A Two-Step Approach for Calibrating Dominant Parameters in Power System Simulation Based on Particle Swarm Optimization and Transformer
摘要
In this study, a two-step parameter calibration method based on multi-type trajectory features is proposed to address simulation errors in power systems caused by inaccurate parameter settings. The first step utilizes diverse error trajectories to perform sensitivity analysis, enabling the rapid identification of key parameters that significantly influence system dynamics. An enhanced Particle Swarm Optimization (PSO) algorithm is then employed for initial calibration, incorporating adaptive inertia weights and dynamically adjusted acceleration coefficients to effectively avoid local optima and accelerate convergence.
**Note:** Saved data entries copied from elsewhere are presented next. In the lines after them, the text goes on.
//! HC-SR04 ultrasonic distance sensor driver.
//!
//! A 10 µs trigger pulse makes the module emit a burst; the echo line is
//! then held HIGH for the round-trip time of the sound. Distance is the
//! HIGH duration multiplied by half the speed of sound.
//!
//! Both echo edges are awaited with a hard timeout so a disconnected or
//! stuck line can never hang the control loop. Every fault collapses into
//! [`DistanceReading::NoReading`]; nothing here is fatal.

use core::time::Duration;

use embedded_hal::delay::DelayNs;
use embedded_hal::digital::{InputPin, OutputPin};
use log::{debug, warn};

use crate::app::ports::{Clock, RangeFinder};
use crate::error::SensorError;
use crate::sensors::DistanceReading;

/// Half the speed of sound at ~20 °C, in cm/s (343 m/s ÷ 2).
pub const HALF_SPEED_OF_SOUND_CM_PER_S: f32 = 17_150.0;

/// Trigger/echo timing parameters.
#[derive(Debug, Clone, Copy)]
pub struct UltrasonicTiming {
    /// Trigger held LOW before each pulse so the module settles.
    pub settle_ms: u32,
    /// Width of the trigger pulse.
    pub pulse_us: u32,
    /// Upper bound on each echo-edge wait.
    pub echo_timeout: Duration,
}

impl Default for UltrasonicTiming {
    fn default() -> Self {
        Self {
            settle_ms: 100,
            pulse_us: 10,
            echo_timeout: Duration::from_millis(500),
        }
    }
}

/// Ultrasonic range finder over exclusively-owned trigger/echo lines.
pub struct DistanceSensor<T, E, D, K> {
    trigger: T,
    echo: E,
    delay: D,
    clock: K,
    timing: UltrasonicTiming,
}

impl<T, E, D, K> DistanceSensor<T, E, D, K>
where
    T: OutputPin,
    E: InputPin,
    D: DelayNs,
    K: Clock,
{
    pub fn new(trigger: T, echo: E, delay: D, clock: K) -> Self {
        Self {
            trigger,
            echo,
            delay,
            clock,
            timing: UltrasonicTiming::default(),
        }
    }

    pub fn with_timing(mut self, timing: UltrasonicTiming) -> Self {
        self.timing = timing;
        self
    }

    /// Take one measurement.
    pub fn measure(&mut self) -> DistanceReading {
        match self.try_measure() {
            Ok(cm) => DistanceReading::Cm(cm),
            Err(SensorError::OutOfRange) => {
                debug!("distance: implausible echo discarded");
                DistanceReading::NoReading
            }
            Err(e) => {
                warn!("distance: {}", e);
                DistanceReading::NoReading
            }
        }
    }

    fn try_measure(&mut self) -> Result<f32, SensorError> {
        self.fire_trigger()?;

        // Wait for the rising edge; the last LOW sample marks pulse start.
        let deadline = self.clock.now() + self.timing.echo_timeout;
        let mut pulse_start = self.clock.now();
        while self.echo.is_low().map_err(|_| SensorError::GpioReadFailed)? {
            pulse_start = self.clock.now();
            if pulse_start > deadline {
                return Err(SensorError::EchoStartTimeout);
            }
        }

        // Wait for the falling edge; the last HIGH sample marks pulse end.
        let deadline = self.clock.now() + self.timing.echo_timeout;
        let mut pulse_end = self.clock.now();
        while self.echo.is_high().map_err(|_| SensorError::GpioReadFailed)? {
            pulse_end = self.clock.now();
            if pulse_end > deadline {
                return Err(SensorError::EchoEndTimeout);
            }
        }

        let high = pulse_end.saturating_sub(pulse_start);
        let cm = high.as_secs_f32() * HALF_SPEED_OF_SOUND_CM_PER_S;
        DistanceReading::from_raw_cm(cm)
            .cm()
            .ok_or(SensorError::OutOfRange)
    }

    fn fire_trigger(&mut self) -> Result<(), SensorError> {
        self.trigger
            .set_low()
            .map_err(|_| SensorError::GpioWriteFailed)?;
        self.delay.delay_ms(self.timing.settle_ms);
        self.trigger
            .set_high()
            .map_err(|_| SensorError::GpioWriteFailed)?;
        self.delay.delay_us(self.timing.pulse_us);
        self.trigger
            .set_low()
            .map_err(|_| SensorError::GpioWriteFailed)
    }
}

impl<T, E, D, K> RangeFinder for DistanceSensor<T, E, D, K>
where
    T: OutputPin,
    E: InputPin,
    D: DelayNs,
    K: Clock,
{
    fn measure(&mut self) -> DistanceReading {
        DistanceSensor::measure(self)
    }
}
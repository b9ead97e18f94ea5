//! Continuous-rotation servo driver.
//!
//! Direction and speed are encoded in the duty cycle of a 50 Hz signal:
//! the neutral duty stops the horn, values below turn one way, values above
//! the other. Zero duty (no pulses at all) releases holding torque.
//!
//! This driver is a dumb actuator; sequencing lives in
//! [`super::dispenser`].

use embedded_hal::pwm::SetDutyCycle;

use crate::error::ActuatorError;

#[derive(Debug, Clone, Copy, PartialEq)]
pub enum ServoState {
    /// No signal, no holding torque.
    Released,
    /// Neutral duty (commanded stop).
    Neutral,
    /// Turning at the given duty (%).
    Spinning { duty_pct: f32 },
}

pub struct ContinuousServo<P: SetDutyCycle> {
    pwm: P,
    stop_duty_pct: f32,
    state: ServoState,
}

impl<P: SetDutyCycle> ContinuousServo<P> {
    /// Wrap an exclusively-owned PWM channel. The line is assumed idle
    /// (zero duty) on entry.
    pub fn new(pwm: P, stop_duty_pct: f32) -> Self {
        Self {
            pwm,
            stop_duty_pct,
            state: ServoState::Released,
        }
    }

    /// Turn at `duty_pct` until told otherwise.
    pub fn spin(&mut self, duty_pct: f32) -> Result<(), ActuatorError> {
        self.write_pct(duty_pct)?;
        self.state = ServoState::Spinning { duty_pct };
        Ok(())
    }

    /// Command the neutral (stop) duty.
    pub fn neutral(&mut self) -> Result<(), ActuatorError> {
        self.write_pct(self.stop_duty_pct)?;
        self.state = ServoState::Neutral;
        Ok(())
    }

    /// Drop the signal entirely.
    pub fn release(&mut self) -> Result<(), ActuatorError> {
        self.pwm
            .set_duty_cycle_fully_off()
            .map_err(|_| ActuatorError::PwmWriteFailed)?;
        self.state = ServoState::Released;
        Ok(())
    }

    /// Change the neutral duty. Applies from the next `neutral` call.
    pub fn set_stop_duty(&mut self, pct: f32) {
        self.stop_duty_pct = pct;
    }

    pub fn stop_duty_pct(&self) -> f32 {
        self.stop_duty_pct
    }

    pub fn state(&self) -> ServoState {
        self.state
    }

    pub fn is_released(&self) -> bool {
        matches!(self.state, ServoState::Released)
    }

    fn write_pct(&mut self, pct: f32) -> Result<(), ActuatorError> {
        if !(0.0..=100.0).contains(&pct) {
            return Err(ActuatorError::InvalidDuty);
        }
        let max = self.pwm.max_duty_cycle() as f32;
        let duty = (pct / 100.0 * max).round() as u16;
        self.pwm
            .set_duty_cycle(duty)
            .map_err(|_| ActuatorError::PwmWriteFailed)
    }
}
//! Fuzz target: `ColorClassifier::classify`
//!
//! Interprets the input as `[width, colour, rgb...]` and checks that
//! classification never panics on any frame shape or pixel content.
//!
//! Invariants checked:
//! - Coverage stays within 0–100 %
//! - Matched pixels never exceed the frame size
//!
//! cargo fuzz run fuzz_classifier

#![no_main]

use libfuzzer_sys::fuzz_target;
use feeder::vision::{CapturedFrame, ColorClassifier, ColorProfile, TargetColor};

fuzz_target!(|data: &[u8]| {
    if data.len() < 2 {
        return;
    }
    let width = u32::from(data[0] % 32) + 1;
    let color = TargetColor::ALL[data[1] as usize % TargetColor::ALL.len()];
    let pixels = &data[2..];

    let row = width as usize * 3;
    let height = (pixels.len() / row) as u32;
    if height == 0 {
        return;
    }
    let used = row * height as usize;
    let Some(frame) = CapturedFrame::from_rgb(width, height, pixels[..used].to_vec()) else {
        return;
    };

    let result = ColorClassifier::new()
        .classify(frame, &ColorProfile::of(color))
        .expect("non-empty frame classifies");
    assert!((0.0..=100.0).contains(&result.coverage_pct));
    assert!(result.matched_pixels <= result.total_pixels);
});
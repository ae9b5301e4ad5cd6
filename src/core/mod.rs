pub mod review_service;
pub mod review_verifier;
pub mod synchronization;

pub use crate::domain::model::{Book, BookSynchronization, NewReview, Review, ReviewStatistic};
pub use crate::domain::ports::{BookRepository, MetadataClient, ReviewRepository};
pub use crate::utils::error::Result;
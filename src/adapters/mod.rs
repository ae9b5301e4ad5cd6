// Adapters layer: concrete implementations of the domain ports.

pub mod open_library;
pub mod sqlite;

pub use open_library::OpenLibraryApiClient;
pub use sqlite::{Database, SqliteBookRepository, SqliteReviewRepository};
For parameters that still exhibit significant fluctuations or strong coupling effects after the initial calibration, a difference analysis is conducted to further pinpoint the most critical ones. A deep learning regression model based on the Transformer architecture is subsequently introduced for refined secondary calibration, integrating first- and second-order temporal difference features to establish a robust mapping between simulation trajectories and actual parameter values. This method captures both data diversity and complex inter-parameter dependencies, significantly improving the consistency between simulation results and real-world measurements. By addressing the limitations of traditional approaches in terms of data coverage and dependency analysis, the proposed method offers a reliable solution for high-precision power system simulation and ensures enhanced accuracy and robustness.